You should be able to remove the Lever pivot screw [on a Marlin anyway] and pull out the lever.  That may let the bolt wiggle enough to free up what's jamming it so you can slide the bolt out.

Ejector sounds like a good suspect but then again once at the range I had a guy with a cleaning patch down in the action .  .  .


----------



## Anvil Head

Shooting reloads? Sounds like a case sticking to me as well. Either that or she needs some serious cleaning and not with WD40.


----------



## getaff

Good news.  It was jammed and wedged in there.  Thanks to you guys and a gunsmith friend of mine I got the lever taken off unjammed and put back to tgether.  I did have to check out youtube to figure out one part.


----------



## rosewood

Glad you got it unjammed.

So, did you find out why it jammed and fix it so it doesn't do that again?

Rosewood


----------



## Capt Quirk

I have a Winchester 1873 model, and occasionally the lever alo sticks after ejecting. With a little wiggling, it goes back to working. It seems like it is just too loose, but a "gunsmith" said it was fine.


----------



## MattyIce

I ran into the same problem with my old 35 marlin, a guy on a marlin forum told me to check 2 little screws on the right hand side by the lever. Tightened them about a 1/4 turn, never had any more problems


----------



## getaff

took it apart the lever and pulled the "Bolt" out cleaned everything in there put it back together and works like a dream


----------



## Capt Quirk

getaff said:


> took it apart the lever and pulled the "Bolt" out cleaned everything in there put it back together and works like a dream



You never did mention which rifle it was...


----------



## Lukikus2

Capt Quirk said:


> I have a Winchester 1873 model, and occasionally the lever alo sticks after ejecting. With a little wiggling, it goes back to working. It seems like it is just too loose, but a "gunsmith" said it was fine.
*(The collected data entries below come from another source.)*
//! Handshake (0x00): Client → Server, first packet of every connection.

use bytes::{Buf, BufMut};

use crate::codec::{self, ProtoDecode, ProtoEncode};
use crate::error::ProtoError;
use crate::types::VarInt;

/// Opens a connection and selects the next phase.
#[derive(Debug, Clone, PartialEq)]
pub struct Handshake {
    pub protocol_version: i32,
    pub server_address: String,
    pub server_port: u16,
    /// 1 = status, 2 = login.
    pub next_state: i32,
}

impl Handshake {
    pub const NEXT_STATUS: i32 = 1;
    pub const NEXT_LOGIN: i32 = 2;

    /// The address with any Forge marker after a NUL and any trailing dot removed.
    pub fn clean_host(&self) -> &str {
        let host = self
            .server_address
            .split('\0')
            .next()
            .unwrap_or_default();
        host.strip_suffix('.').unwrap_or(host)
    }
}

impl ProtoEncode for Handshake {
    fn proto_encode(&self, buf: &mut impl BufMut) {
        VarInt(self.protocol_version).proto_encode(buf);
        codec::write_string(buf, &self.server_address);
        buf.put_u16(self.server_port);
        VarInt(self.next_state).proto_encode(buf);
    }
}

impl ProtoDecode for Handshake {
    fn proto_decode(buf: &mut impl Buf) -> Result<Self, ProtoError> {
        Ok(Self {
            protocol_version: VarInt::proto_decode(buf)?.0,
            server_address: codec::read_string_bounded(buf, 255)?,
            server_port: codec::read_u16(buf)?,
            next_state: VarInt::proto_decode(buf)?.0,
        })
    }
}

#[cfg(test)]
mod tests {
    use super::*;
    use bytes::BytesMut;

    #[test]
    fn roundtrip_login_handshake() {
        let pkt = Handshake {
            protocol_version: 47,
            server_address: "localhost".into(),
            server_port: 25565,
            next_state: Handshake::NEXT_LOGIN,
        };
        let mut buf = BytesMut::new();
        pkt.proto_encode(&mut buf);
        assert_eq!(buf[0], 47);
        let decoded = Handshake::proto_decode(&mut buf.freeze()).unwrap();
        assert_eq!(decoded, pkt);
    }

    #[test]
    fn clean_host_strips_forge_marker_and_dot() {
        let mut pkt = Handshake {
            protocol_version: 47,
            server_address: "play.example.com.\0FML\0".into(),
            server_port: 25565,
            next_state: 2,
        };
        assert_eq!(pkt.clean_host(), "play.example.com");
        pkt.server_address = "example.org".into();
        assert_eq!(pkt.clean_host(), "example.org");
    }
}
//! Proxy-level errors.

use mc_relay_crypto::CryptoError;
use mc_relay_proto::ProtoError;
use thiserror::Error;

use crate::auth::AuthError;

#[derive(Debug, Error)]
pub enum ProxyError {
    #[error("malformed frame: {0}")]
    MalformedFrame(ProtoError),

    #[error("protocol violation: {0}")]
    ProtocolViolation(String),

    #[error("authentication failed: {0}")]
    AuthenticationFailure(#[from] AuthError),

    #[error("Already connected")]
    AlreadyConnected,

    #[error("backend unreachable: {0}")]
    BackendUnreachable(String),

    #[error("cipher already installed")]
    CipherAlreadySet,

    #[error("backend {0} already has a viewer")]
    BackendOccupied(String),

    #[error("kicked: {0}")]
    Kicked(String),

    #[error("connection closed")]
    ConnectionClosed,

    #[error("crypto error: {0}")]
    Crypto(#[from] CryptoError),

    #[error("I/O error: {0}")]
    Io(#[from] std::io::Error),

    #[error("not found: {0}")]
    NotFound(String),

    #[error("config error: {0}")]
    Config(String),
}

impl From<ProtoError> for ProxyError {
    fn from(e: ProtoError) -> Self {
        match e {
            ProtoError::CipherAlreadySet => ProxyError::CipherAlreadySet,
            other => ProxyError::MalformedFrame(other),
        }
    }
}

impl ProxyError {
    /// Text suitable for showing to a player or recording as a kick reason.
    pub fn reason(&self) -> String {
        match self {
            ProxyError::Kicked(reason) => reason.clone(),
            other => other.to_string(),
        }
    }
}
//! PlayerListItem (0x38): Server → Client. Tab-list updates.

use bytes::{Buf, BufMut};
use uuid::Uuid;

use crate::codec::{self, ProtoDecode, ProtoEncode};
use crate::error::ProtoError;
use crate::types::VarInt;

/// A signed game profile property (usually `textures`).
#[derive(Debug, Clone, PartialEq)]
pub struct ProfileProperty {
    pub name: String,
    pub value: String,
    pub signature: Option<String>,
}

/// Full entry sent with the add action.
#[derive(Debug, Clone, PartialEq)]
pub struct PlayerListEntry {
    pub uuid: Uuid,
    pub name: String,
    pub properties: Vec<ProfileProperty>,
    pub gamemode: i32,
    pub ping: i32,
    pub display_name: Option<String>,
}

#[derive(Debug, Clone, PartialEq)]
pub enum PlayerListAction {
    AddPlayer(Vec<PlayerListEntry>),
    UpdateGameMode(Vec<(Uuid, i32)>),
    UpdateLatency(Vec<(Uuid, i32)>),
    UpdateDisplayName(Vec<(Uuid, Option<String>)>),
    RemovePlayer(Vec<Uuid>),
}

impl PlayerListAction {
    fn id(&self) -> i32 {
        match self {
            PlayerListAction::AddPlayer(_) => 0,
            PlayerListAction::UpdateGameMode(_) => 1,
            PlayerListAction::UpdateLatency(_) => 2,
            PlayerListAction::UpdateDisplayName(_) => 3,
            PlayerListAction::RemovePlayer(_) => 4,
        }
    }

    fn len(&self) -> usize {
        match self {
            PlayerListAction::AddPlayer(v) => v.len(),
            PlayerListAction::UpdateGameMode(v) | PlayerListAction::UpdateLatency(v) => v.len(),
            PlayerListAction::UpdateDisplayName(v) => v.len(),
            PlayerListAction::RemovePlayer(v) => v.len(),
        }
    }
}

#[derive(Debug, Clone, PartialEq)]
pub struct PlayerListItem {
    pub action: PlayerListAction,
}

impl ProtoEncode for PlayerListItem {
    fn proto_encode(&self, buf: &mut impl BufMut) {
        VarInt(self.action.id()).proto_encode(buf);
        VarInt(self.action.len() as i32).proto_encode(buf);
        match &self.action {
            PlayerListAction::AddPlayer(entries) => {
                for entry in entries {
                    codec::write_uuid(buf, &entry.uuid);
                    codec::write_string(buf, &entry.name);
                    VarInt(entry.properties.len() as i32).proto_encode(buf);
                    for prop in &entry.properties {
                        codec::write_string(buf, &prop.name);
                        codec::write_string(buf, &prop.value);
                        codec::write_optional_string(buf, prop.signature.as_deref());
                    }
                    VarInt(entry.gamemode).proto_encode(buf);
                    VarInt(entry.ping).proto_encode(buf);
                    codec::write_optional_string(buf, entry.display_name.as_deref());
                }
            }
            PlayerListAction::UpdateGameMode(entries) | PlayerListAction::UpdateLatency(entries) => {
                for (uuid, value) in entries {
                    codec::write_uuid(buf, uuid);
                    VarInt(*value).proto_encode(buf);
                }
            }
            PlayerListAction::UpdateDisplayName(entries) => {
                for (uuid, display_name) in entries {
                    codec::write_uuid(buf, uuid);
                    codec::write_optional_string(buf, display_name.as_deref());
                }
            }
            PlayerListAction::RemovePlayer(uuids) => {
                for uuid in uuids {
                    codec::write_uuid(buf, uuid);
                }
            }
        }
    }
}

fn read_entries<B: Buf, T>(
    buf: &mut B,
    count: usize,
    mut read: impl FnMut(&mut B) -> Result<T, ProtoError>,
) -> Result<Vec<T>, ProtoError> {
    // every entry starts with a 16 byte uuid
    codec::ensure_remaining(buf, count.saturating_mul(16))?;
    let mut out = Vec::with_capacity(count);
    for _ in 0..count {
        out.push(read(buf)?);
    }
    Ok(out)
}

fn read_property(buf: &mut impl Buf) -> Result<ProfileProperty, ProtoError> {
    Ok(ProfileProperty {
        name: codec::read_string(buf)?,
        value: codec::read_string(buf)?,
        signature: codec::read_optional_string(buf)?,
    })
}

impl ProtoDecode for PlayerListItem {
    fn proto_decode(buf: &mut impl Buf) -> Result<Self, ProtoError> {
        let action_id = VarInt::proto_decode(buf)?.0;
        let count = codec::read_length(buf)?;
        let action = match action_id {
            0 => PlayerListAction::AddPlayer(read_entries(buf, count, |buf| {
                let uuid = codec::read_uuid(buf)?;
                let name = codec::read_string_bounded(buf, 16)?;
                let prop_count = codec::read_length(buf)?;
                let mut properties = Vec::new();
                for _ in 0..prop_count {
                    properties.push(read_property(buf)?);
                }
                Ok(PlayerListEntry {
                    uuid,
                    name,
                    properties,
                    gamemode: VarInt::proto_decode(buf)?.0,
                    ping: VarInt::proto_decode(buf)?.0,
                    display_name: codec::read_optional_string(buf)?,
                })
            })?),
            1 | 2 => {
                let entries = read_entries(buf, count, |buf| {
                    Ok((codec::read_uuid(buf)?, VarInt::proto_decode(buf)?.0))
                })?;
                if action_id == 1 {
                    PlayerListAction::UpdateGameMode(entries)
                } else {
                    PlayerListAction::UpdateLatency(entries)
                }
            }
            3 => PlayerListAction::UpdateDisplayName(read_entries(buf, count, |buf| {
                Ok((codec::read_uuid(buf)?, codec::read_optional_string(buf)?))
            })?),
            4 => PlayerListAction::RemovePlayer(read_entries(buf, count, |buf| {
                codec::read_uuid(buf)
            })?),
            other => {
                return Err(ProtoError::InvalidData(format!(
                    "unknown player list action {other}"
                )))
            }
        };
        Ok(Self { action })
    }
}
Those guns are a work of art and meant to last forever. Wish I had taken pics when I had one torn halfway down. Built like a swiss watch but do need a tapping every now and again. The slides for the cocking mechanism in the gun is totally way before it's time.


----------



## getaff

Capt Quirk said:


> You never did mention which rifle it was...



It is a Marlin 30-30.


----------



## Apex Predator

Check that all the screws in the receiver are tight now.  My Marlins would sometimes get a loose screw that would jam the lever.


----------



## getaff

Will do thanks for the heads up.


----------



## jmoser

Apex Predator said:


> My Marlins would sometimes get a loose screw that would jam the lever.



Sometimes I find the problem is a loose nut behind the trigger .  .  .


----------



## holton27596

had that happen with my 444. researched it and it is a problem with marlin rifles, does not happen very often, but it does on some. happened to mine, i undid the lever screw, pulled the bolt back a little and then everything went right back like it was supposed to.


----------



## Capt Quirk

I refuse to take any more screws out of my Winchester. I took 2 screws out of the forestock, to clean some rust off the barrel. Was never able to get the one screw back in, and neither has anybody else.


----------



## EAGLE EYE 444

I'm glad that you got your lever unstuck and your rifle cycles correctly again.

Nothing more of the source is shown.